» **RECORDS TO PROCESS**:
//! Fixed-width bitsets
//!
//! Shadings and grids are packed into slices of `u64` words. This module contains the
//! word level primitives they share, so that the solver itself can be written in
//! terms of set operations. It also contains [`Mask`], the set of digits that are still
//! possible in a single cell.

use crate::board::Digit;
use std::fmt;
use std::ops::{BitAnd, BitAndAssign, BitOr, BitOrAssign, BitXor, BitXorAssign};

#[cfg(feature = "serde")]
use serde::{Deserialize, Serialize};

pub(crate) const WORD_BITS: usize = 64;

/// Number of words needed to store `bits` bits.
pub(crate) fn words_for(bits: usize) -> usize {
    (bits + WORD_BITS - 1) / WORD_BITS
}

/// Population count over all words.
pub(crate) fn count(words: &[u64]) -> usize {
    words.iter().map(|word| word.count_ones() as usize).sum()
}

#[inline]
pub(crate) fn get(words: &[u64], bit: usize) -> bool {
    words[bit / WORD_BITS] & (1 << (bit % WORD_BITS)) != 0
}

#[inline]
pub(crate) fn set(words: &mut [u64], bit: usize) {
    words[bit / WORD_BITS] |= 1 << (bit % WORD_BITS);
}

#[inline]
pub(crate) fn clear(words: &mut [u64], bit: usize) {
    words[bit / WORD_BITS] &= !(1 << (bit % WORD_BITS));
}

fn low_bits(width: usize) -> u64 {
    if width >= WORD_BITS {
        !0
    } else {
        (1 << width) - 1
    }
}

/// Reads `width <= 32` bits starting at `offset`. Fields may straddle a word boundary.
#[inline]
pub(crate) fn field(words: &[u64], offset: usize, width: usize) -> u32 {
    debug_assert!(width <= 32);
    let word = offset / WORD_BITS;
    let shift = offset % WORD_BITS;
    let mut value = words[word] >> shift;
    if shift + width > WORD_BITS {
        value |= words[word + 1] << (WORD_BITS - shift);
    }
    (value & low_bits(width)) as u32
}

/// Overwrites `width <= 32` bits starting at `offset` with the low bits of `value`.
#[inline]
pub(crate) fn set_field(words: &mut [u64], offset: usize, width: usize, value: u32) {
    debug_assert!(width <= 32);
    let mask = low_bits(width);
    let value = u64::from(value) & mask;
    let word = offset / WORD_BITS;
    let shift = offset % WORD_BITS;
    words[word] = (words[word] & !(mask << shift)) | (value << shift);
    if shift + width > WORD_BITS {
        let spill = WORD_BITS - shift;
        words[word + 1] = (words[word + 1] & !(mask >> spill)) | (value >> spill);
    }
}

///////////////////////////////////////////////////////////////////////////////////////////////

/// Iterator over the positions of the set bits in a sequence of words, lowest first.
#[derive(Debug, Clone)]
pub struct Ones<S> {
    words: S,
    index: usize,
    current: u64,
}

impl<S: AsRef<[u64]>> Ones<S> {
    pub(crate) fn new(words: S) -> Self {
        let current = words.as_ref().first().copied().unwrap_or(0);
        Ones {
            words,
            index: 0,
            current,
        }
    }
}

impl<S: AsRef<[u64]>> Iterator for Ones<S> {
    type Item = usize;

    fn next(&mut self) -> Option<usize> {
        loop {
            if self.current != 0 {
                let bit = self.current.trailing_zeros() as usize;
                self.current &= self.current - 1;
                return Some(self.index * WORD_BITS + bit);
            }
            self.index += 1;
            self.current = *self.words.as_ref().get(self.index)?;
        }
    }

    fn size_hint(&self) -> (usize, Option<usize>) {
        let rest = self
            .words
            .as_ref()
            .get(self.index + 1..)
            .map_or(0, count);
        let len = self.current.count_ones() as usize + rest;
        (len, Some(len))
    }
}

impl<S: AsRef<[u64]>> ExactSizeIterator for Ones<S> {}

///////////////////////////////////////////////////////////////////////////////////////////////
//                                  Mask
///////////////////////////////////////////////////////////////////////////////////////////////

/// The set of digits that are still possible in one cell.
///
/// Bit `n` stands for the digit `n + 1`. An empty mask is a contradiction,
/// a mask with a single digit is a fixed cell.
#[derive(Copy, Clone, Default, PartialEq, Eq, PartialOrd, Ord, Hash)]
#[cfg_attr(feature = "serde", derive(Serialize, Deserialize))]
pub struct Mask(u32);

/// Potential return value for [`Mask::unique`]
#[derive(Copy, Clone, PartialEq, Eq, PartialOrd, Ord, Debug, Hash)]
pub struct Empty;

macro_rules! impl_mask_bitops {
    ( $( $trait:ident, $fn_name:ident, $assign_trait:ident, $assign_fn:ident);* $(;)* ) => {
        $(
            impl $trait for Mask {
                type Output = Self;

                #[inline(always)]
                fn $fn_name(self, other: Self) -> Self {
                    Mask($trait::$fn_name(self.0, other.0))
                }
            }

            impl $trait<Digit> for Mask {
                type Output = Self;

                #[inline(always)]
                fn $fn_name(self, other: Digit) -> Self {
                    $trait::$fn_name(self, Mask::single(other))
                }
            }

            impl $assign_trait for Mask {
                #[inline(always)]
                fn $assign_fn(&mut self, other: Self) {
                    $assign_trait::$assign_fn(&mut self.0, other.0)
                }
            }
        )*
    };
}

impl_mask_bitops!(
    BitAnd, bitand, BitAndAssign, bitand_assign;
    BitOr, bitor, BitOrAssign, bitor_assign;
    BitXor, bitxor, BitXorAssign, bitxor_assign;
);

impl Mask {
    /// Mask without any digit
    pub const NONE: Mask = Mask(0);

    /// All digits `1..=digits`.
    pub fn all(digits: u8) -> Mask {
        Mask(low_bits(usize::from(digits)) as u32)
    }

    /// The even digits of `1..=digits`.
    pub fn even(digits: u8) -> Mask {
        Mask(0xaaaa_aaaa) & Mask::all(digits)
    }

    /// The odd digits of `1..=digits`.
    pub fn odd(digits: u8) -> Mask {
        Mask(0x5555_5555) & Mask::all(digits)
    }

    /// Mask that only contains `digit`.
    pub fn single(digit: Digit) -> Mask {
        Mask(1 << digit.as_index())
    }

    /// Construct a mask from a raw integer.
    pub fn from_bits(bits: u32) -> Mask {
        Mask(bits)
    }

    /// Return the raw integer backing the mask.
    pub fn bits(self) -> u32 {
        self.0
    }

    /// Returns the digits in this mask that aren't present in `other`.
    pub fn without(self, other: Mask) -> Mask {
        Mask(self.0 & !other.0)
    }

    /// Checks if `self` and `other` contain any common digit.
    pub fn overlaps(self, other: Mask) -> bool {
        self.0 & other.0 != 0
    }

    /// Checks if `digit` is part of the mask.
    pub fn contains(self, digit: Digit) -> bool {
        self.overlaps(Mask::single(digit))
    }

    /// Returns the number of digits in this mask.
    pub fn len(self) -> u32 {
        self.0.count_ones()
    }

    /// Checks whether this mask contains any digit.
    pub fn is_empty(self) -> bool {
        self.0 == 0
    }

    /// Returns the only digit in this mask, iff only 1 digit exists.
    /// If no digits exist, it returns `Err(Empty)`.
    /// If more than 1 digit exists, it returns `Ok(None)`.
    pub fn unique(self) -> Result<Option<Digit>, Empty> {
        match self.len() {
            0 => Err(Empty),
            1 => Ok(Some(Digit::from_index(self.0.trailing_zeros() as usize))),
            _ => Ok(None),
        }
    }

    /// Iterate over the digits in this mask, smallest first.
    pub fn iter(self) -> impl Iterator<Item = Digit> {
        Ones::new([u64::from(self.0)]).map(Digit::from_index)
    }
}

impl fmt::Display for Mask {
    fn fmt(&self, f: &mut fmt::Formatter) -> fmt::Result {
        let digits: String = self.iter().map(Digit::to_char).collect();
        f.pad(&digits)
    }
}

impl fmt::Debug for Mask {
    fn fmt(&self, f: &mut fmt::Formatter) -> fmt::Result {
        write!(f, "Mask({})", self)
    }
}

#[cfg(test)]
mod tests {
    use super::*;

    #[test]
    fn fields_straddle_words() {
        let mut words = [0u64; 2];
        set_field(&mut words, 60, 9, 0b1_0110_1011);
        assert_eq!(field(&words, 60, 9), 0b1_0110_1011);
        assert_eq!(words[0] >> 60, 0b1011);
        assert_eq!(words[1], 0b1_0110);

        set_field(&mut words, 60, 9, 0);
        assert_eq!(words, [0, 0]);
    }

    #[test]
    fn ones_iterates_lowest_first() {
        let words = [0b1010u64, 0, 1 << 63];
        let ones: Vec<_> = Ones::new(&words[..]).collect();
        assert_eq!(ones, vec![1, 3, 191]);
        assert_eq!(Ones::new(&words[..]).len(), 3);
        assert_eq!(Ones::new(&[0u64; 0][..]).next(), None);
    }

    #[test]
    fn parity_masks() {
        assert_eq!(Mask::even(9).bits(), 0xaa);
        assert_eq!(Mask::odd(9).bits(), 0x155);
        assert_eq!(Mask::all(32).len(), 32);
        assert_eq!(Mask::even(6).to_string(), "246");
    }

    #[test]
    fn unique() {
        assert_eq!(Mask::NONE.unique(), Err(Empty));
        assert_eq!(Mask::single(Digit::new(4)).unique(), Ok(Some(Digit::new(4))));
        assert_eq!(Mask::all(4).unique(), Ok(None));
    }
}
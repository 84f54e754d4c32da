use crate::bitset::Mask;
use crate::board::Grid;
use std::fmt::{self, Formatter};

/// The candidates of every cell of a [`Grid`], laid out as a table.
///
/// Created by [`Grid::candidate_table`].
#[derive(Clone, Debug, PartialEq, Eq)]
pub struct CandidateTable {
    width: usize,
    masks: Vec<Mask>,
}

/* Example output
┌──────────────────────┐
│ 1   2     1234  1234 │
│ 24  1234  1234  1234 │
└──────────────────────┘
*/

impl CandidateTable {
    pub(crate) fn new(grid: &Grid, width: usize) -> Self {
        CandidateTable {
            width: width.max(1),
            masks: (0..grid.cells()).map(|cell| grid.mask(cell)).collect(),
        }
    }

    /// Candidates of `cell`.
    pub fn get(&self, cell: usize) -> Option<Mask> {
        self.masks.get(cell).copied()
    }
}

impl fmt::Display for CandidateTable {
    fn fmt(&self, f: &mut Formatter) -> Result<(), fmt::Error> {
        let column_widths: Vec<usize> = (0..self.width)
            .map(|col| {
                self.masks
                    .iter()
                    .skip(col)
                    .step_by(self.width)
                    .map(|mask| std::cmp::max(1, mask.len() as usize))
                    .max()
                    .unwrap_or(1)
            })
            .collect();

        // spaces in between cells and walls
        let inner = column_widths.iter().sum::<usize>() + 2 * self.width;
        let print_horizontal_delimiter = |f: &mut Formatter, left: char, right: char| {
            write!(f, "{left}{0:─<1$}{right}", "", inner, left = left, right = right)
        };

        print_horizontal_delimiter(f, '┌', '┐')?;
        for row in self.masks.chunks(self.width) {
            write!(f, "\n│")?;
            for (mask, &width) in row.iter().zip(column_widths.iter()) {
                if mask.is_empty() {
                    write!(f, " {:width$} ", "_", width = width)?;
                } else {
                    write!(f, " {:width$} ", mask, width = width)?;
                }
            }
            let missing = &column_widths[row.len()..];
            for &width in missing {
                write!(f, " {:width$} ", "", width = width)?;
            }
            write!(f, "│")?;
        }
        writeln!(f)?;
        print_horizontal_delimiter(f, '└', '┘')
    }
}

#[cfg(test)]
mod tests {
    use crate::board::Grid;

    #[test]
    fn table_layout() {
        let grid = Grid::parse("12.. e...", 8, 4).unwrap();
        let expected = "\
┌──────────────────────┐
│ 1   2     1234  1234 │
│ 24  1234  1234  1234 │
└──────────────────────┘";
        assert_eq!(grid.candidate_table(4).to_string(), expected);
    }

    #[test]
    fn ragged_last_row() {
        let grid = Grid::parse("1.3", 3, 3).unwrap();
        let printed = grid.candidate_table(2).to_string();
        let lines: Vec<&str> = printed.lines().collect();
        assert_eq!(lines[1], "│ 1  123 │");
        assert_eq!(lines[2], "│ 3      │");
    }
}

» **WHAT YOU SHOULD DO**: From the listing above, repeat exactly the lines starting at the line that includes "pub fn without(self, other: Mask)" and ending at the line that includes "mask, smallest first.", with nothing outside that span.

» **TASK ANSWER**:
    pub fn without(self, other: Mask) -> Mask {
        Mask(self.0 & !other.0)
    }

    /// Checks if `self` and `other` contain any common digit.
    pub fn overlaps(self, other: Mask) -> bool {
        self.0 & other.0 != 0
    }

    /// Checks if `digit` is part of the mask.
    pub fn contains(self, digit: Digit) -> bool {
        self.overlaps(Mask::single(digit))
    }

    /// Returns the number of digits in this mask.
    pub fn len(self) -> u32 {
        self.0.count_ones()
    }

    /// Checks whether this mask contains any digit.
    pub fn is_empty(self) -> bool {
        self.0 == 0
    }

    /// Returns the only digit in this mask, iff only 1 digit exists.
    /// If no digits exist, it returns `Err(Empty)`.
    /// If more than 1 digit exists, it returns `Ok(None)`.
    pub fn unique(self) -> Result<Option<Digit>, Empty> {
        match self.len() {
            0 => Err(Empty),
            1 => Ok(Some(Digit::from_index(self.0.trailing_zeros() as usize))),
            _ => Ok(None),
        }
    }

    /// Iterate over the digits in this mask, smallest first.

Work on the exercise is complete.